- _WORK REQUIRED_
Scan the data below. Pull out each line where "unreachable" occurs.

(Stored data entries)
━━━━━━━━━━━━━━━━

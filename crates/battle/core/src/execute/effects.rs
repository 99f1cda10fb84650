//! Per-action battlefield mutations.
//!
//! Each handler checks everything it depends on before the first write, so a
//! returned [`ExecutionFault`] leaves the battlefield unmutated.

use crate::action::{Action, ActionKind};
use crate::config::ExecutionConfig;
use crate::env::{PcgRng, RngOracle, compute_seed};
use crate::execute::{Effect, ExecutionFault};
use crate::state::{
    AgentId, AgentState, Battlefield, CardinalDirection, SpecialAbility, StatusKind, TeamId, Vec2,
};

/// Roll context for the evasion check.
const ROLL_EVASION: u32 = 1;

/// What an action did.
#[derive(Debug, Default)]
pub(crate) struct Outcome {
    pub primary: Option<Effect>,
    pub secondary: Vec<Effect>,
    /// Some but not all intended effects were applied.
    pub partial: bool,
}

impl Outcome {
    fn primary(effect: Effect) -> Self {
        Self {
            primary: Some(effect),
            ..Self::default()
        }
    }
}

pub(crate) struct Effects<'a> {
    pub field: &'a mut Battlefield,
    pub config: &'a ExecutionConfig,
    pub rng: &'a PcgRng,
    pub nonce: u64,
}

impl Effects<'_> {
    pub fn apply(&mut self, agent: AgentId, action: &Action) -> Result<Outcome, ExecutionFault> {
        // Movement and knockback clamp into the bounds.
        if !self.field.bounds.is_well_formed() {
            return Err(ExecutionFault::InvalidGeometry("battlefield bounds are malformed"));
        }
        match *action {
            Action::AttackMelee { target } => self.attack(agent, target, ActionKind::AttackMelee),
            Action::AttackRanged { target } => {
                self.attack(agent, target, ActionKind::AttackRanged)
            }
            Action::Move { destination } => self.move_to(agent, destination),
            Action::Dodge => self.dodge(agent),
            Action::Defend => self.defend(agent),
            Action::Retreat { heading } => self.retreat(agent, heading),
            Action::UseSpecial { ability } => self.special(agent, ability),
            Action::Cooperate => self.cooperate(agent),
        }
    }

    fn actor(&self, id: AgentId) -> Result<&AgentState, ExecutionFault> {
        self.field.agent(id).ok_or(ExecutionFault::AgentVanished(id))
    }

    fn actor_mut(&mut self, id: AgentId) -> Result<&mut AgentState, ExecutionFault> {
        self.field
            .agent_mut(id)
            .ok_or(ExecutionFault::AgentVanished(id))
    }

    // ========================================================================
    // Combat
    // ========================================================================

    fn attack(
        &mut self,
        id: AgentId,
        target: AgentId,
        kind: ActionKind,
    ) -> Result<Outcome, ExecutionFault> {
        let now = self.field.tick;
        let bounds = self.field.bounds;

        let attacker = self.actor(id)?;
        let defender = self
            .field
            .agent(target)
            .ok_or(ExecutionFault::TargetVanished(target))?;
        if !defender.alive {
            return Err(ExecutionFault::TargetNotAlive(target));
        }
        let distance = attacker.position.distance_to(defender.position);
        let range = attacker.stats.range_of(kind);
        if distance > range {
            return Err(ExecutionFault::OutOfRange {
                target,
                distance,
                range,
            });
        }

        let attacker_position = attacker.position;
        let cooldown = attacker.stats.attack_cooldown;
        let mut raw = attacker.stats.attack_damage * attacker.damage_multiplier(now);
        if kind == ActionKind::AttackRanged {
            raw *= self.config.ranged_damage_factor;
        }
        let evasion = defender.effective_evasion(now);
        let mitigated = (raw - defender.stats.defense).max(self.config.minimum_damage);
        let damage = mitigated * (1.0 - defender.damage_reduction(now));

        let mut outcome = Outcome::default();
        self.actor_mut(id)?.cooldowns.start(kind, cooldown);
        outcome
            .secondary
            .push(Effect::CooldownStarted { kind, ticks: cooldown });

        let seed = compute_seed(self.field.seed, self.nonce, id.0, ROLL_EVASION);
        if self.rng.chance(seed, evasion) {
            outcome.primary = Some(Effect::Evaded { target });
            return Ok(outcome);
        }

        let defender = self
            .field
            .agent_mut(target)
            .ok_or(ExecutionFault::TargetVanished(target))?;
        let before = defender.health.current;
        let killed = defender.take_damage(damage);
        outcome.primary = Some(Effect::DamageDealt {
            target,
            amount: before - defender.health.current,
        });

        if killed {
            outcome.secondary.push(Effect::TargetDefeated { target });
        } else if kind == ActionKind::AttackMelee && self.config.knockback_distance > 0.0 {
            let push = (defender.position - attacker_position).normalize();
            if !push.is_zero() {
                let landed = bounds.clamp(defender.position + push * self.config.knockback_distance);
                let moved = defender.position.distance_to(landed);
                defender.position = landed;
                if moved > 0.0 {
                    outcome.secondary.push(Effect::Knockback {
                        target,
                        distance: moved,
                    });
                }
            }
        }
        Ok(outcome)
    }

    // ========================================================================
    // Movement
    // ========================================================================

    fn move_to(&mut self, id: AgentId, destination: Vec2) -> Result<Outcome, ExecutionFault> {
        if !destination.is_finite() {
            return Err(ExecutionFault::InvalidGeometry("move destination is not finite"));
        }
        let now = self.field.tick;
        let actor = self.actor(id)?;
        let offset = destination - actor.position;
        let step = actor.effective_speed(now).min(offset.length());
        let velocity = offset.normalize() * step;
        Ok(self.relocate(id, velocity))
    }

    fn retreat(
        &mut self,
        id: AgentId,
        heading: Option<CardinalDirection>,
    ) -> Result<Outcome, ExecutionFault> {
        let now = self.field.tick;
        let actor = self.actor(id)?;
        let origin = actor.position;
        let vision = actor.stats.vision_range;
        let team = actor.team;
        let speed = actor.effective_speed(now) * self.config.retreat_speed_multiplier;

        // Inverse-distance weighted centroid of visible hostiles.
        let mut weight_sum = 0.0;
        let mut centroid = Vec2::ZERO;
        for threat in self
            .field
            .agents()
            .filter(|o| o.alive && o.id != id && hostile(team, o.team))
        {
            let distance = origin.distance_to(threat.position);
            if distance > vision {
                continue;
            }
            let weight = 1.0 / distance.max(1.0);
            centroid = centroid + threat.position * weight;
            weight_sum += weight;
        }

        let mut direction = Vec2::ZERO;
        if weight_sum > 0.0 {
            direction = (origin - centroid * (1.0 / weight_sum)).normalize();
        }
        if direction.is_zero() {
            direction = heading.map(CardinalDirection::unit).unwrap_or(Vec2::ZERO);
        }
        if direction.is_zero() {
            return Err(ExecutionFault::InvalidGeometry("no escape vector"));
        }

        Ok(self.relocate(id, direction * speed))
    }

    /// Moves `id` by `velocity`, clamped to the battlefield.
    fn relocate(&mut self, id: AgentId, velocity: Vec2) -> Outcome {
        let bounds = self.field.bounds;
        let Some(actor) = self.field.agent_mut(id) else {
            return Outcome::default();
        };
        let from = actor.position;
        let requested = from + velocity;
        let to = bounds.clamp(requested);
        actor.position = to;
        actor.velocity = to - from;

        let mut outcome = Outcome::primary(Effect::Moved { from, to });
        outcome.secondary.push(Effect::VelocityChanged {
            velocity: actor.velocity,
        });
        if to != requested {
            outcome.secondary.push(Effect::Clamped {
                requested,
                actual: to,
            });
        }
        outcome
    }

    // ========================================================================
    // Self buffs
    // ========================================================================

    fn dodge(&mut self, id: AgentId) -> Result<Outcome, ExecutionFault> {
        let until = self.field.tick + self.config.dodge_duration;
        let bonus = self.config.dodge_bonus;
        self.actor_mut(id)?
            .status
            .apply(StatusKind::Evasive, bonus, until);
        Ok(Outcome::primary(Effect::EvasionBonus { bonus, until }))
    }

    fn defend(&mut self, id: AgentId) -> Result<Outcome, ExecutionFault> {
        let until = self.field.tick + self.config.defend_duration;
        let reduction = self.config.defend_reduction;
        self.actor_mut(id)?
            .status
            .apply(StatusKind::Guarded, reduction, until);
        Ok(Outcome::primary(Effect::DamageReduction { reduction, until }))
    }

    fn special(&mut self, id: AgentId, ability: SpecialAbility) -> Result<Outcome, ExecutionFault> {
        let now = self.field.tick;
        let actor = self.actor_mut(id)?;
        let cost = ability.cost();
        if actor.energy.current < cost {
            return Err(ExecutionFault::InsufficientEnergy {
                required: cost,
                available: actor.energy.current,
            });
        }

        let spent = actor.energy.drain(cost);
        let cooldown = actor.stats.special_cooldown;
        actor.cooldowns.start(ActionKind::UseSpecial, cooldown);

        let primary = match ability {
            SpecialAbility::SelfHeal { fraction, .. } => {
                let amount = actor.health.restore(actor.stats.max_health * fraction);
                Effect::Healed { amount }
            }
            SpecialAbility::Sprint {
                multiplier,
                duration,
                ..
            } => {
                let until = now + duration;
                actor.status.apply(StatusKind::Hasted, multiplier, until);
                Effect::SpeedBonus { multiplier, until }
            }
        };

        let mut outcome = Outcome::primary(primary);
        outcome.secondary.push(Effect::EnergySpent { amount: spent });
        outcome.secondary.push(Effect::CooldownStarted {
            kind: ActionKind::UseSpecial,
            ticks: cooldown,
        });
        Ok(outcome)
    }

    // ========================================================================
    // Cooperation
    // ========================================================================

    fn cooperate(&mut self, id: AgentId) -> Result<Outcome, ExecutionFault> {
        let actor = self.actor(id)?.snapshot();
        let eligible: Vec<_> = self
            .field
            .visible_to(id)
            .into_iter()
            .filter(|other| actor.is_ally_of(other))
            .collect();
        let (reachable, unreachable): (Vec<_>, Vec<_>) = eligible
            .iter()
            .partition(|ally| actor.distance_to(ally) <= self.config.coordination_range);
        if reachable.is_empty() {
            return Err(ExecutionFault::NoAlliesReachable);
        }

        let until = self.field.tick + self.config.rally_duration;
        let bonus = self.config.rally_bonus;
        let mut rallied = Vec::with_capacity(reachable.len());
        for ally in &reachable {
            if let Some(state) = self.field.agent_mut(ally.id) {
                state.status.apply(StatusKind::Rallied, bonus, until);
                rallied.push(Effect::RalliedAlly {
                    ally: ally.id,
                    bonus,
                    until,
                });
            }
        }

        let mut effects = rallied.into_iter();
        let mut outcome = Outcome {
            primary: effects.next(),
            secondary: effects.collect(),
            partial: !unreachable.is_empty(),
        };
        outcome
            .secondary
            .extend(unreachable.iter().map(|ally| Effect::AllyOutOfRange {
                ally: ally.id,
                distance: actor.distance_to(ally),
            }));
        Ok(outcome)
    }
}

fn hostile(a: Option<TeamId>, b: Option<TeamId>) -> bool {
    matches!((a, b), (Some(x), Some(y)) if x != y)
}
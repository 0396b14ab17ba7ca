//! inventory-graph: Neo4j storage for the inventory traversal engine.
//!
//! Entities are stored as `:Entity:<Kind>` nodes keyed by their canonical path,
//! structured data as trees of `:StructuredData` nodes, and every relationship
//! between them as a `RELATES` edge carrying its label. [`Neo4jBackend`] is the
//! engine-facing [`inventory_engine::Backend`]; [`GraphClient`] is the pooled
//! connection it runs on.

pub mod backend;
pub mod client;
pub mod cypher;
pub mod mutations;
pub mod queries;
pub mod records;

pub use backend::Neo4jBackend;
pub use client::{GraphClient, GraphConfig, GraphError};
pub use records::GraphElement;
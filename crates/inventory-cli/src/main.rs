//! CLI entry point for the inventory graph.

use std::path::PathBuf;
use std::sync::Arc;

use clap::Parser;
use tokio::sync::broadcast::error::RecvError;
use tracing_subscriber::{fmt, EnvFilter};

use inventory_core::config::{BackendKind, InventoryConfig};
use inventory_engine::{Backend, BroadcastSink, Inventory, MemoryBackend};
use inventory_graph::{GraphConfig, Neo4jBackend};

use inventory_cli::{execute, seed, Command};

#[derive(Parser)]
#[command(name = "inventory")]
#[command(about = "Inspect and edit the tenant / environment / resource inventory graph")]
struct Cli {
    /// Config file prefix (default: inventory).
    #[arg(short, long, default_value = "inventory")]
    config: String,

    /// Storage backend: memory, neo4j. Overrides the config file.
    #[arg(short, long)]
    backend: Option<String>,

    /// JSON seed file applied before the command runs.
    #[arg(long)]
    seed: Option<PathBuf>,

    /// Human-readable logs instead of JSON lines.
    #[arg(long)]
    plain_logs: bool,

    #[command(subcommand)]
    command: Command,
}

#[tokio::main]
async fn main() -> anyhow::Result<()> {
    let cli = Cli::parse();

    let filter = EnvFilter::try_from_default_env().unwrap_or_else(|_| EnvFilter::new("info"));
    if cli.plain_logs {
        fmt().with_env_filter(filter).with_writer(std::io::stderr).init();
    } else {
        fmt()
            .with_env_filter(filter)
            .with_writer(std::io::stderr)
            .json()
            .init();
    }

    let config = InventoryConfig::load(&cli.config)?;
    let backend = match &cli.backend {
        Some(raw) => raw.parse::<BackendKind>()?,
        None => config.backend,
    };

    match backend {
        BackendKind::Memory => run(MemoryBackend::new(), &cli, &config).await,
        BackendKind::Neo4j => {
            let graph = Neo4jBackend::connect(&GraphConfig::from(&config.neo4j)).await?;
            run(graph, &cli, &config).await
        }
    }
}

async fn run<B: Backend>(backend: B, cli: &Cli, config: &InventoryConfig) -> anyhow::Result<()> {
    let sink = Arc::new(BroadcastSink::new(config.events.channel_capacity));
    let mut events = sink.subscribe();
    tokio::spawn(async move {
        loop {
            match events.recv().await {
                Ok(event) => tracing::info!(
                    event_id = %event.id.0,
                    action = ?event.action(),
                    "Inventory event"
                ),
                Err(RecvError::Lagged(skipped)) => {
                    tracing::warn!(skipped, "Event logger fell behind")
                }
                Err(RecvError::Closed) => break,
            }
        }
    });

    let inventory = Inventory::new(backend)
        .with_sink(sink)
        .with_page_limit(config.paging.default_limit);

    if let Some(path) = &cli.seed {
        let entries = seed::load(path)?;
        seed::apply(&inventory, &entries).await?;
    }

    let output = execute(&inventory, &cli.command).await?;
    println!("{}", serde_json::to_string_pretty(&output)?);
    Ok(())
}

━━━━━━━━━━━━━━━━

- _SOLUTION FOR THIS PROBLEM_
        let (reachable, unreachable): (Vec<_>, Vec<_>) = eligible
            partial: !unreachable.is_empty(),
            .extend(unreachable.iter().map(|ally| Effect::AllyOutOfRange {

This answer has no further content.